The Tech Transparency Project identified two additional Amazon suppliers — GoerTek and Hefei BOE Optoelectronics — that were themselves accused of working with companies that have allegedly used forced labor. Neither supplier responded to requests for comment.
A perimeter fence is constructed around what is officially known as a vocational skills education center in Dabancheng in Xinjiang, China on Sept. 4, 2018.
Thomas Peter / Reuters file
In its supply chain standards manual, Amazon states in bold text that it expects suppliers to “cascade our standards to your own suppliers and subcontractors.”
The findings highlight how it can be difficult for corporations to ensure they aren’t benefiting from coercive labor practices. Byler said suppliers facing scrutiny may try to add additional intermediaries into their systems, concealing where and how all of their labor is performed.

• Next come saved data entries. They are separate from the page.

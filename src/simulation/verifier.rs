use std::fmt;

use serde::{Deserialize, Serialize};
use tracing::{info, warn};

use crate::{
    config::VerifierConfig,
    errors::{ApprovalBlocked, SimulationError},
    period::Period,
    timeline::{Timeline, TimelineEntry},
};

use super::types::{Actor, PaymentSimulator, SimulatedPayment};

/// A stretch of the window where the two schedules disagree.
///
/// An amount of `None` means that side has no payment for the period.
#[derive(Debug, Clone, Copy, Serialize, Deserialize, PartialEq, Eq)]
pub struct Divergence {
    pub period: Period,
    pub caseworker_amount: Option<i64>,
    pub approver_amount: Option<i64>,
}

impl fmt::Display for Divergence {
    fn fmt(&self, f: &mut fmt::Formatter<'_>) -> fmt::Result {
        write!(
            f,
            "{}: caseworker {}, approver {}",
            self.period,
            describe(self.caseworker_amount),
            describe(self.approver_amount)
        )
    }
}

fn describe(amount: Option<i64>) -> String {
    amount.map_or_else(|| "nothing".to_string(), |amount| amount.to_string())
}

#[derive(Debug, Clone, Serialize, Deserialize, PartialEq, Eq)]
pub struct DivergenceReport {
    pub window: Period,
    pub differences: Vec<Divergence>,
}

impl DivergenceReport {
    pub fn first(&self) -> Option<&Divergence> {
        self.differences.first()
    }
}

impl fmt::Display for DivergenceReport {
    fn fmt(&self, f: &mut fmt::Formatter<'_>) -> fmt::Result {
        write!(f, "within {}", self.window)?;
        for difference in &self.differences {
            write!(f, "; {}", difference)?;
        }
        Ok(())
    }
}

#[derive(Debug, Clone, PartialEq, Eq)]
pub enum Verdict {
    Equivalent,
    Diverged(DivergenceReport),
    /// Neither schedule has anything inside the window.
    NothingToCompare,
}

/// Compares two schedules inside `window`.
///
/// Amount differences are reported per month, coalescing consecutive months
/// with identical amounts when `collect_all` is set and keeping only the first
/// month otherwise. When every month pays the same but the entries still
/// differ (a different kind, say) the first differing entry is reported.
pub fn compare_within(
    caseworker: &Timeline,
    approver: &Timeline,
    window: &Period,
    collect_all: bool,
) -> Verdict {
    if caseworker.equivalent_within(approver, window) {
        return Verdict::Equivalent;
    }
    let left = caseworker.restrict_to(window);
    let right = approver.restrict_to(window);
    if left.is_empty() && right.is_empty() {
        return Verdict::NothingToCompare;
    }

    let mut differences = monthly_differences(&left, &right, window);
    if differences.is_empty() {
        differences.push(structural_difference(&left, &right, window));
    }
    if collect_all {
        differences = coalesce(differences);
    } else {
        differences.truncate(1);
    }
    Verdict::Diverged(DivergenceReport {
        window: *window,
        differences,
    })
}

fn monthly_differences(left: &Timeline, right: &Timeline, window: &Period) -> Vec<Divergence> {
    window
        .months()
        .into_iter()
        .filter_map(|month| {
            let caseworker_amount = left.amount_for(&month);
            let approver_amount = right.amount_for(&month);
            (caseworker_amount != approver_amount).then(|| Divergence {
                period: month.period(),
                caseworker_amount,
                approver_amount,
            })
        })
        .collect()
}

fn structural_difference(left: &Timeline, right: &Timeline, window: &Period) -> Divergence {
    let len = left.len().max(right.len());
    (0..len)
        .map(|index| (left.entries().get(index), right.entries().get(index)))
        .find(|(a, b)| a != b)
        .map(|(a, b)| Divergence {
            period: a.or(b).map(TimelineEntry::period).unwrap_or(*window),
            caseworker_amount: a.map(TimelineEntry::amount),
            approver_amount: b.map(TimelineEntry::amount),
        })
        .unwrap_or(Divergence {
            period: *window,
            caseworker_amount: None,
            approver_amount: None,
        })
}

fn coalesce(differences: Vec<Divergence>) -> Vec<Divergence> {
    differences
        .into_iter()
        .fold(Vec::new(), |mut acc: Vec<Divergence>, next| {
            let extended = acc.last_mut().and_then(|last| {
                let same_amounts = last.caseworker_amount == next.caseworker_amount
                    && last.approver_amount == next.approver_amount;
                let touching = last.period.end().succ_opt() == Some(next.period.start());
                if !(same_amounts && touching) {
                    return None;
                }
                let merged = last.period.merge(&next.period).ok()?;
                last.period = merged;
                Some(())
            });
            if extended.is_none() {
                acc.push(next);
            }
            acc
        })
}

/// Proof that an approver's re-simulation matched the caseworker's.
#[derive(Debug, Clone, Serialize, PartialEq, Eq)]
pub struct ApprovalClearance {
    window: Period,
    approved_by: Actor,
    timeline: Timeline,
}

impl ApprovalClearance {
    pub fn window(&self) -> Period {
        self.window
    }

    pub fn approved_by(&self) -> &Actor {
        &self.approved_by
    }

    /// The approver's schedule, restricted to the window.
    pub fn timeline(&self) -> &Timeline {
        &self.timeline
    }
}

/// Re-simulates a decision as the approver and only lets the approval
/// through when both schedules agree within the decision window.
pub struct ConsistencyGate<S> {
    simulator: S,
    config: VerifierConfig,
}

impl<S: PaymentSimulator> ConsistencyGate<S> {
    pub fn new(simulator: S) -> Self {
        Self::with_config(simulator, VerifierConfig::default())
    }

    pub fn with_config(simulator: S, config: VerifierConfig) -> Self {
        Self { simulator, config }
    }

    pub fn verify(
        &self,
        caseworker: &SimulatedPayment,
        approver: &Actor,
    ) -> Result<ApprovalClearance, ApprovalBlocked> {
        let request = caseworker.request().on_behalf_of(approver);
        let approved = self.simulator.simulate(&request)?;
        if approved.request().requested_by != *approver {
            return Err(ApprovalBlocked::Simulation(SimulationError::Rejected(
                format!(
                    "simulation was run as {} instead of {}",
                    approved.request().requested_by,
                    approver
                ),
            )));
        }

        let requested = caseworker.request().period;
        let Some(window) = requested.intersection(&approved.request().period) else {
            warn!(%approver, window = %requested, "re-simulation covers a different period");
            return Err(ApprovalBlocked::NothingToCompare { window: requested });
        };

        match compare_within(
            caseworker.timeline(),
            approved.timeline(),
            &window,
            self.config.collect_all_divergences,
        ) {
            Verdict::Equivalent => {
                info!(%approver, %window, "simulations agree, approval cleared");
                Ok(ApprovalClearance {
                    window,
                    approved_by: approver.clone(),
                    timeline: approved.timeline().restrict_to(&window),
                })
            }
            Verdict::Diverged(report) => {
                warn!(%approver, %report, "simulations differ, approval blocked");
                Err(ApprovalBlocked::SimulationsDiffer(report))
            }
            Verdict::NothingToCompare => {
                warn!(%approver, %window, "no payments inside the decision window");
                Err(ApprovalBlocked::NothingToCompare { window })
            }
        }
    }
}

“Most likely what we’ll see is just a lot of this being hidden to a greater extent, which means that companies really need to demand that due diligence is essential to them doing business,” he said.
The Tech Transparency Project researchers also found that Amazon continued listing two subsidiaries of the textiles manufacturer Esquel on its supplier list over a year after another subsidiary was sanctioned by the Department of Commerce for allegedly using forced labor.
The U.S. government placed sanctions on Changji Esquel Textile in July 2020. But the other subsidiaries remained on Amazon’s website until as recently as December 2021, according to the Tech Transparency Project.
Amazon declined to comment about what might have accounted for the delay, and it’s not clear how long the Esquel subsidiaries may have continued to supply the company. On its website, Amazon says it last “comprehensively updated” its supplier list in July 2021, but that partial updates are “provided on a periodic basis.”
Esquel has denied that it uses forced labor and sued the U.S. government to get removed from its blacklist. “We continue to pursue litigation in order to fully remove Changji Esquel from the Entity List as soon as possible and clear our name,” a spokesperson for the company said in an email.
The Tech Transparency Project also found evidence of Xinjiang labor on Amazon’s third-party marketplace.
The group identified one listing for “100% China Xinjiang towels,” which was still live on the U.K. version of Amazon’s website as of Monday. In another instance, an Amazon seller simply deleted references to Xinjiang from the description of its bedding, without making any discernible changes to the underlying products.
The Tech Transparency Project said the findings raise “questions about Amazon’s monitoring of such sellers.” Amazon declined to comment. The U.S. government banned cotton imports from Xinjiang in January 2021.
Byler said it will be difficult to eradicate forced Uyghur labor from global supply chains. But cutting off suppliers and sellers known to participate in transfer programs is a step in the right direction.
“It introduces more friction in the system and raises the economic and moral cost of what the Chinese state and these manufacturers are doing,” he said.